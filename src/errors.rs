use thiserror::Error;

use crate::broker::BrokerError;

/// Errors raised while moving a request through the pipeline
#[derive(Debug, Error)]
pub enum PipelineError {
    #[error("broker error: {0}")]
    Broker(#[from] BrokerError),

    #[error("HTTP request error: {0}")]
    Http(#[from] reqwest::Error),

    #[error("JSON error: {0}")]
    Json(#[from] serde_json::Error),

    #[error("text intelligence error: {0}")]
    TextIntelligence(String),

    #[error("invalid request: {0}")]
    InvalidRequest(String),

    #[error("unsupported language: {0}")]
    UnsupportedLanguage(String),

    #[error("detection failed: {0}")]
    Detection(String),

    #[error("timed out waiting for {0}")]
    Timeout(String),

    #[error("shutdown in progress")]
    Cancelled,
}

pub type Result<T> = std::result::Result<T, PipelineError>;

——————

- [Problem requirements]
Copy out the lines beginning at the one that contains "through the pipeline". Stop at the final line of the data, and include it.

- [Answer to this exercise]
/// Errors raised while moving a request through the pipeline
#[derive(Debug, Error)]
pub enum PipelineError {
    #[error("broker error: {0}")]
    Broker(#[from] BrokerError),

    #[error("HTTP request error: {0}")]
    Http(#[from] reqwest::Error),

    #[error("JSON error: {0}")]
    Json(#[from] serde_json::Error),

    #[error("text intelligence error: {0}")]
    TextIntelligence(String),

    #[error("invalid request: {0}")]
    InvalidRequest(String),

    #[error("unsupported language: {0}")]
    UnsupportedLanguage(String),

    #[error("detection failed: {0}")]
    Detection(String),

    #[error("timed out waiting for {0}")]
    Timeout(String),

    #[error("shutdown in progress")]
    Cancelled,
}

pub type Result<T> = std::result::Result<T, PipelineError>;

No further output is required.